Pukul 13.30, bus kami memasuki jalan Mayor Suyoto menuju
kawasan wisata Bandungan. Di sudut pertigaan, kami disambut baliho besar Candi
Gedong Songo. Aku belum pernah ke Bandungan, jadi masih penasaran sekaligus
was-was dengan perjalanan ini. Aku hanya mendengar dari cerita dan berita bahwa
Bandungan adalah kawasan wisata di pegunungan berhawa dingin. Jadi, banyak
orang ke sini untuk mencari kehangatan. Jalan berkelak-kelok naik turun khas
jalan di pegunungan.
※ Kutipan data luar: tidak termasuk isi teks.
/// Observable state of a url fetch.
///
/// `data` starts out as `V::default()`, which for the usual collection
/// payloads (`Vec<_>`) is the empty collection.
#[derive(Clone, Debug, PartialEq)]
pub struct FetchState<V> {
    pub data: V,
    pub error: Option<String>,
    pub is_loading: bool,
}

impl<V: Default> Default for FetchState<V> {
    fn default() -> Self {
        Self {
            data: V::default(),
            error: None,
            is_loading: false,
        }
    }
}

/// Transitions of a fetch cycle.
#[derive(Clone, Debug, PartialEq)]
pub enum FetchAction<V> {
    /// A new trigger value was observed and its GET has been issued.
    Started,
    Succeeded(V),
    /// The GET failed; carries the failure message.
    Failed(String),
}

/// Whether a binding currently has a cycle in flight.
#[derive(Clone, Copy, Debug, Default, PartialEq, Eq)]
pub enum Phase {
    #[default]
    Idle,
    Fetching,
}

impl<V: Default> FetchState<V> {
    pub fn apply(&mut self, action: FetchAction<V>) {
        match action {
            FetchAction::Started => {
                // Previous data stays visible until the new cycle settles.
                self.is_loading = true;
                self.error = None;
            }
            FetchAction::Succeeded(data) => {
                self.data = data;
                self.error = None;
                self.is_loading = false;
            }
            FetchAction::Failed(message) => {
                self.data = V::default();
                self.error = Some(message);
                self.is_loading = false;
            }
        }
    }
}

impl<V> FetchState<V> {
    pub fn phase(&self) -> Phase {
        if self.is_loading {
            Phase::Fetching
        } else {
            Phase::Idle
        }
    }
}
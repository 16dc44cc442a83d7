//! Url fetch state with cancellation tied to the consumer's lifecycle.
//!
//! [`FetchBinding`] and the UI hooks built on [`run_cycle`] issue one GET
//! per trigger value and guarantee that a cycle which has been superseded
//! or torn down never mutates [`FetchState`].

mod binding;
mod error;
mod state;
mod token;
mod transport;

pub use binding::{FetchBinding, FetchCycle, FetchSink, run_cycle};
pub use error::ClientError;
pub use state::{FetchAction, FetchState, Phase};
pub use token::ActivityToken;
pub use transport::{HttpTransport, Transport, ok_body};

pub use tokio_util::sync::CancellationToken;
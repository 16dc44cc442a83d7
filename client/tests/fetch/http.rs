use std::rc::Rc;
use std::time::Duration;

use fetch_client::{
    CancellationToken, ClientError, FetchBinding, HttpTransport, Transport,
};
use serde_json::{Value, json};
use test_helpers::{SLOW_RESPONSE, spawn_fixture_server};

#[tokio::test]
async fn items_endpoint_populates_state() -> anyhow::Result<()> {
    let server = spawn_fixture_server().await?;
    let mut binding =
        FetchBinding::<_, Vec<Value>>::new(Rc::new(server.transport));

    binding.observe("/api/items").unwrap().await;

    let state = binding.state();
    assert_eq!(state.data, vec![json!({ "id": 1 })]);
    assert_eq!(state.error, None);
    assert!(!state.is_loading);

    Ok(())
}

#[tokio::test]
async fn typed_payloads_decode() -> anyhow::Result<()> {
    #[derive(Debug, PartialEq, serde::Deserialize)]
    struct Item {
        id: u32,
    }

    let server = spawn_fixture_server().await?;
    let items: Vec<Item> = server
        .transport
        .get_json("/api/items", CancellationToken::new())
        .await?;
    assert_eq!(items, vec![Item { id: 1 }]);

    let empty: Vec<Item> = server
        .transport
        .get_json("/api/empty", CancellationToken::new())
        .await?;
    assert!(empty.is_empty());

    Ok(())
}

#[tokio::test]
async fn error_status_surfaces_as_message() -> anyhow::Result<()> {
    let server = spawn_fixture_server().await?;
    let transport = Rc::new(server.transport);

    let result = transport
        .get_json::<Vec<Value>>("/api/bad", CancellationToken::new())
        .await;
    match result {
        Err(ClientError::APIError(status, text)) => {
            assert_eq!(status.as_u16(), 500);
            assert_eq!(text, "something broke");
        }
        other => panic!("expected APIError, got {other:?}"),
    }

    let mut binding = FetchBinding::<_, Vec<Value>>::new(transport);
    binding.observe("/api/bad").unwrap().await;
    let state = binding.state();
    assert!(state.data.is_empty());
    assert_eq!(
        state.error.as_deref(),
        Some("Request failed with status code 500")
    );
    assert!(!state.is_loading);

    Ok(())
}

#[tokio::test]
async fn undecodable_body_is_a_fetch_failure() -> anyhow::Result<()> {
    let server = spawn_fixture_server().await?;
    let mut binding =
        FetchBinding::<_, Vec<Value>>::new(Rc::new(server.transport));

    binding.observe("/api/not-json").unwrap().await;

    let state = binding.state();
    assert!(state.error.is_some());
    assert!(state.data.is_empty());
    assert!(!state.is_loading);

    Ok(())
}

#[tokio::test]
async fn unreachable_host_is_a_fetch_failure() {
    // Nothing listens on the discard port.
    let transport = HttpTransport::with_address("http://127.0.0.1:9");
    let mut binding = FetchBinding::<_, Vec<Value>>::new(Rc::new(transport));

    binding.observe("/api/items").unwrap().await;

    let state = binding.state();
    assert!(state.error.is_some());
    assert!(!state.is_loading);
}

#[tokio::test]
async fn teardown_abandons_slow_request() -> anyhow::Result<()> {
    let server = spawn_fixture_server().await?;
    let mut binding =
        FetchBinding::<_, Vec<Value>>::new(Rc::new(server.transport));

    let cycle = binding.observe("/api/slow").unwrap();
    let abandoned = tokio::time::timeout(SLOW_RESPONSE / 2, async {
        tokio::join!(cycle, async {
            tokio::time::sleep(Duration::from_millis(100)).await;
            binding.teardown();
        })
    })
    .await;
    assert!(abandoned.is_ok(), "request outlived its teardown");

    let state = binding.state();
    assert!(state.is_loading);
    assert_eq!(state.error, None);

    Ok(())
}
mod http;
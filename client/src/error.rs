use reqwest::StatusCode;

/// Everything that can go wrong while fetching a url.
///
/// Callers of the binding never see this type directly: every variant is
/// collapsed into its display message and stored in the `error` field of
/// [`FetchState`](crate::FetchState).
#[derive(Debug, thiserror::Error)]
pub enum ClientError {
    /// A non-success status, containing the response text.
    #[error("Request failed with status code {}", .0.as_u16())]
    APIError(StatusCode, String),
    #[error("{0}")]
    Network(#[from] reqwest::Error),
    /// The body arrived but did not match the expected payload shape.
    #[error("{0}")]
    Decode(#[from] serde_json::Error),
    /// Failure reported by a transport that is not backed by reqwest.
    #[error("{0}")]
    Transport(String),
    #[error("Request cancelled")]
    Cancelled,
}
use std::future::Future;

use serde::de::DeserializeOwned;
use tokio_util::sync::CancellationToken;

use crate::ClientError;

type ReqwestResult = Result<reqwest::Response, reqwest::Error>;

/// The network boundary of a fetch cycle: one GET per call.
///
/// Implementations should stop work and return [`ClientError::Cancelled`]
/// once `cancel` fires. This is best effort; the binding never relies on
/// it for correctness.
#[allow(async_fn_in_trait)]
pub trait Transport {
    fn get_json<V: DeserializeOwned>(
        &self,
        url: &str,
        cancel: CancellationToken,
    ) -> impl Future<Output = Result<V, ClientError>>;
}

/// Transport that issues real requests through reqwest.
#[derive(Clone, Debug, Default)]
pub struct HttpTransport {
    /// Prefix for urls starting with `/`. Absolute urls are used as is.
    pub address: Option<String>,
    pub inner_client: reqwest::Client,
}

impl HttpTransport {
    pub fn new() -> Self {
        Self::default()
    }

    pub fn with_address(address: impl Into<String>) -> Self {
        Self {
            address: Some(address.into()),
            inner_client: reqwest::Client::new(),
        }
    }

    pub fn format_url(&self, url: &str) -> String {
        match &self.address {
            Some(address) if url.starts_with('/') => {
                format!("{}{url}", address.trim_end_matches('/'))
            }
            _ => url.to_string(),
        }
    }

    async fn empty_get(&self, url: &str) -> ReqwestResult {
        let request = self.inner_client.get(self.format_url(url));

        #[cfg(target_arch = "wasm32")]
        let request = request.fetch_credentials_include();

        request.send().await
    }
}

impl Transport for HttpTransport {
    async fn get_json<V: DeserializeOwned>(
        &self,
        url: &str,
        cancel: CancellationToken,
    ) -> Result<V, ClientError> {
        let request = async {
            let response = self.empty_get(url).await?;
            ok_body(response).await
        };

        // Dropping the in-flight request future abandons the connection
        // (and aborts the underlying fetch in the browser).
        match cancel.run_until_cancelled(request).await {
            Some(result) => result,
            None => Err(ClientError::Cancelled),
        }
    }
}

/// Deserialize a successful request into the desired type, or return an
/// appropriate error.
pub async fn ok_body<T: DeserializeOwned>(
    response: reqwest::Response,
) -> Result<T, ClientError> {
    if !response.status().is_success() {
        return Err(ClientError::APIError(
            response.status(),
            response.text().await?,
        ));
    }
    Ok(response.json::<T>().await?)
}
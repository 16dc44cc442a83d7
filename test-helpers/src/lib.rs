pub mod mock;

use std::net::TcpListener;
use std::time::Duration;

use actix_web::{App, HttpResponse, HttpServer, web};
use fetch_client::HttpTransport;
use serde_json::json;
use tracing::Subscriber;
use tracing_log::LogTracer;
use tracing_subscriber::util::SubscriberInitExt;
use tracing_subscriber::{EnvFilter, Registry, fmt, layer::SubscriberExt};

pub use mock::{Responder, ScriptedTransport};

/// How long `/api/slow` waits before answering.
pub const SLOW_RESPONSE: Duration = Duration::from_secs(10);

pub struct FixtureServer {
    pub port: u16,
    pub transport: HttpTransport,
}

pub fn get_subscriber(env_filter: String) -> impl Subscriber + Sync + Send {
    let env_filter = EnvFilter::try_from_default_env()
        .unwrap_or_else(|_| EnvFilter::new(env_filter));
    let stderr = fmt::Layer::new().with_writer(std::io::stderr).pretty();
    Registry::default().with(env_filter).with(stderr)
}

/// Install a stderr subscriber. Safe to call from every test.
pub fn init_test_logging() {
    let _ = LogTracer::init();
    let _ = get_subscriber("error".into()).try_init();
}

/// Start a local server with a handful of fixed endpoints under `/api`,
/// returning a transport pointed at it.
pub async fn spawn_fixture_server() -> anyhow::Result<FixtureServer> {
    init_test_logging();

    // OS assigns the port
    let listener = TcpListener::bind("127.0.0.1:0")?;
    let port = listener.local_addr()?.port();
    let server = HttpServer::new(|| {
        App::new().service(
            web::scope("/api")
                .route("/items", web::get().to(items))
                .route("/empty", web::get().to(empty))
                .route("/bad", web::get().to(bad))
                .route("/not-json", web::get().to(not_json))
                .route("/slow", web::get().to(slow)),
        )
    })
    .workers(1)
    .listen(listener)?
    .run();
    tokio::spawn(server);

    Ok(FixtureServer {
        port,
        transport: HttpTransport::with_address(format!(
            "http://127.0.0.1:{port}"
        )),
    })
}

async fn items() -> HttpResponse {
    HttpResponse::Ok().json(json!([{ "id": 1 }]))
}

async fn empty() -> HttpResponse {
    HttpResponse::Ok().json(json!([]))
}

async fn bad() -> HttpResponse {
    HttpResponse::InternalServerError().body("something broke")
}

async fn not_json() -> HttpResponse {
    HttpResponse::Ok().body("<html></html>")
}

async fn slow() -> HttpResponse {
    actix_web::rt::time::sleep(SLOW_RESPONSE).await;
    items().await
}
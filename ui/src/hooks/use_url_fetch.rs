use std::rc::Rc;

use fetch_client::{
    ActivityToken, FetchAction, FetchState, Transport, run_cycle,
};
use serde::de::DeserializeOwned;
use yew::platform::spawn_local;
use yew::prelude::*;

use crate::get_transport;

/// Url fetch hook return type
#[derive(Clone, Debug, PartialEq)]
pub struct FetchHookReturn<V> {
    pub data: V,
    pub error: Option<String>,
    pub is_loading: bool,
}

impl<V> From<FetchState<V>> for FetchHookReturn<V> {
    fn from(state: FetchState<V>) -> Self {
        Self {
            data: state.data,
            error: state.error,
            is_loading: state.is_loading,
        }
    }
}

impl<V> FetchHookReturn<V> {
    /// Render the fetched data, or a loading/error message labelled with
    /// `context` (e.g. "posts").
    pub fn render<F>(&self, context: &str, render_fn: F) -> Html
    where
        F: Fn(&V) -> Html,
    {
        if let Some(error) = &self.error {
            return html! {
                <div class="p-4 rounded-md bg-red-50 border border-red-200">
                    <p class="text-sm text-red-700">
                        {format!("Error loading {}: {}", context, error)}
                    </p>
                </div>
            };
        }
        if self.is_loading {
            return html! {
                <div class="text-center py-12">
                    <p class="text-neutral-600">
                        {format!("Loading {}...", context)}
                    </p>
                </div>
            };
        }
        render_fn(&self.data)
    }
}

#[derive(Default)]
struct FetchStore<V>(FetchState<V>);

impl<V: Clone + Default> Reducible for FetchStore<V> {
    type Action = FetchAction<V>;

    fn reduce(self: Rc<Self>, action: Self::Action) -> Rc<Self> {
        let mut state = self.0.clone();
        state.apply(action);
        Rc::new(Self(state))
    }
}

/// Fetch `url` with the default transport, refetching whenever `url`
/// changes.
///
/// # Example
///
/// ```rust,ignore
/// #[function_component]
/// fn PostList() -> Html {
///     let posts = use_url_fetch::<Vec<Post>>("/api/posts".to_string());
///     posts.render("posts", |posts| html! {
///         <ul>{for posts.iter().map(|p| html! { <li>{&p.title}</li> })}</ul>
///     })
/// }
/// ```
#[hook]
pub fn use_url_fetch<V>(url: String) -> FetchHookReturn<V>
where
    V: DeserializeOwned + Clone + Default + 'static,
{
    let transport = use_memo((), |_| get_transport());
    use_url_fetch_with(transport, url)
}

/// Fetch `url` through `transport`.
///
/// Each url gets its own [`ActivityToken`]. The effect clean-up, which
/// runs on unmount and before the effect re-fires for a new url,
/// deactivates it: the in-flight request is cancelled and its result is
/// never dispatched.
#[hook]
pub fn use_url_fetch_with<V, T>(
    transport: Rc<T>,
    url: String,
) -> FetchHookReturn<V>
where
    V: DeserializeOwned + Clone + Default + 'static,
    T: Transport + 'static,
{
    let store = use_reducer(FetchStore::<V>::default);

    {
        let dispatcher = store.dispatcher();

        use_effect_with(url, move |url| {
            let token = ActivityToken::new();
            dispatcher.dispatch(FetchAction::Started);

            {
                let token = token.clone();
                let url = url.clone();
                let sink =
                    move |action: FetchAction<V>| dispatcher.dispatch(action);
                spawn_local(async move {
                    run_cycle(transport.as_ref(), &url, token, sink).await;
                });
            }

            move || {
                if token.deactivate() {
                    tracing::debug!("cleaned up url fetch");
                }
            }
        });
    }

    store.0.clone().into()
}
use thiserror::Error;

/// Everything that can abort a run. Extraction and adjustment failures carry
/// the scene index so the operator can find the matching intermediate file in
/// the workspace.
#[derive(Debug, Error)]
pub enum SyncError {
    #[error("beat detection failed: {0}")]
    BeatDetection(String),

    #[error("scene detection failed: {0}")]
    SceneDetection(String),

    #[error("extraction of scene {index} failed: {reason}")]
    Extraction { index: usize, reason: String },

    #[error("speed adjustment of scene {index} failed: {reason}")]
    Adjustment { index: usize, reason: String },

    #[error("assembly failed during {stage}: {reason}")]
    Assembly { stage: &'static str, reason: String },

    #[error("worker pool setup failed: {0}")]
    WorkerPool(String),

    #[error("IO error: {0}")]
    Io(#[from] std::io::Error),
}

pub type Result<T> = std::result::Result<T, SyncError>;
Aku tak mengerti ternyata jalan ini mempunyai nama lain yaitu
Jalan Raya Lemahabang, Jalan jimbaran, Jalan Raya Bandungan. Padahal nama
resminya adalah Jalan Mayor Suyoto. Ah..peduli amat.
Di kanan kiri, kulihat tebing, jurang,
tanaman hijau dan berderet-deret hotel. Berbagai macam hotel tersedia di sini
dari bintang kecil sampai bintang besar. Melewati jalan kendalisodo kemudian
jalan Tirtomoyo, kami memasuki kawasan kota Bandungan. Bus mulai melambat dan
akhirnya parkir di halaman kantor dinas.
(Aku lupa nama dinasnya. Besok kalau ke sana lagi, aku janji akan mencatatnya).
Jantungku berdebar. Hatiku deg-degan. Kita mau dibawa ke hotel mana?
Tour leader kami mengumumkan bahwa kita
sudah sampai di tempat tujuan yaitu pasar Bandungan.
“Silahkan yang mau berbelanja, kita beri
waktu 45 menit saja”
Ternyata tujuan kita hanya pasar. Ini
adalah wisata belanja. Aku turun. Deg-deganku batal. Debaran jantungku kucabut.
Aku melihat-lihat para pedagang pasar yang sibuk menawarkan berbagai macam
buah.
“Kelengkeng 25 ribu, 2 kilo 45 ribu. Alpokat kualitas bagus 15 ribu kualitas
sedang 10 ribu, yang kecil-kecil 3 kilo 10 ribu. Sirsak 15 ribu yang kecil 10
ribu, Nangka 10 ribu. Monggo Pak, Bu”
Dengan semangat ibu-ibu memborong buah dan
sayuran. Pasar bandungan terkenal dengan produk buah dan sayurnya. Berbagai
macam buah dan sayur dapat dibeli di pasar ini. Tak kalah dengan ibu-ibu, aku
memborong alpokat 3 kg, kelengkeng 2 kg, sirsak 2 kg dan nangka 1 kg untuk
oleh-oleh anak dan istri. Tapi khusus nangka, aku makan di dalam bus sebagai
makanan penutup setelah makan siang tadi hanya ditutup dengan es teh. Tentu
saja, tak kumakan sendiri. Kutawar-tawarkan juga kepada yang lain untuk
mecicipinya. Tak lupa kutawarkan kepada anak-anak OSIS dan para penyanyi.
“Maaf pak, kami takut serak,” jawab mereka
“Ini bukan gorengan. Ini buah. Tak perlu
takut serak,” jawabku
“Kan ada getahnya,”
“Getahnya sudah dibuang sama penjualnya.
Kan ada pepatah ‘Dapat getahnya tak dapat nangkanya’. Jadi sudah
sendiri-sendiri. Yang mengambil getahnya tak mengambil nangkanya. Yang
mengambil nangkanya tak kena getahnya. Gimana sih,” terangku panjang lebar
“Nggak ah Pak,” jawab mereka bertahan
“Ya sudah nanti setelah menyanyi kutawarkan
lagi. Kalau belum habis. Oke?”
Pukul 15.15 kami telah selesai berbelanja. Bus
melaju menuju Kampung Laut tempat acara inti dilaksanakan.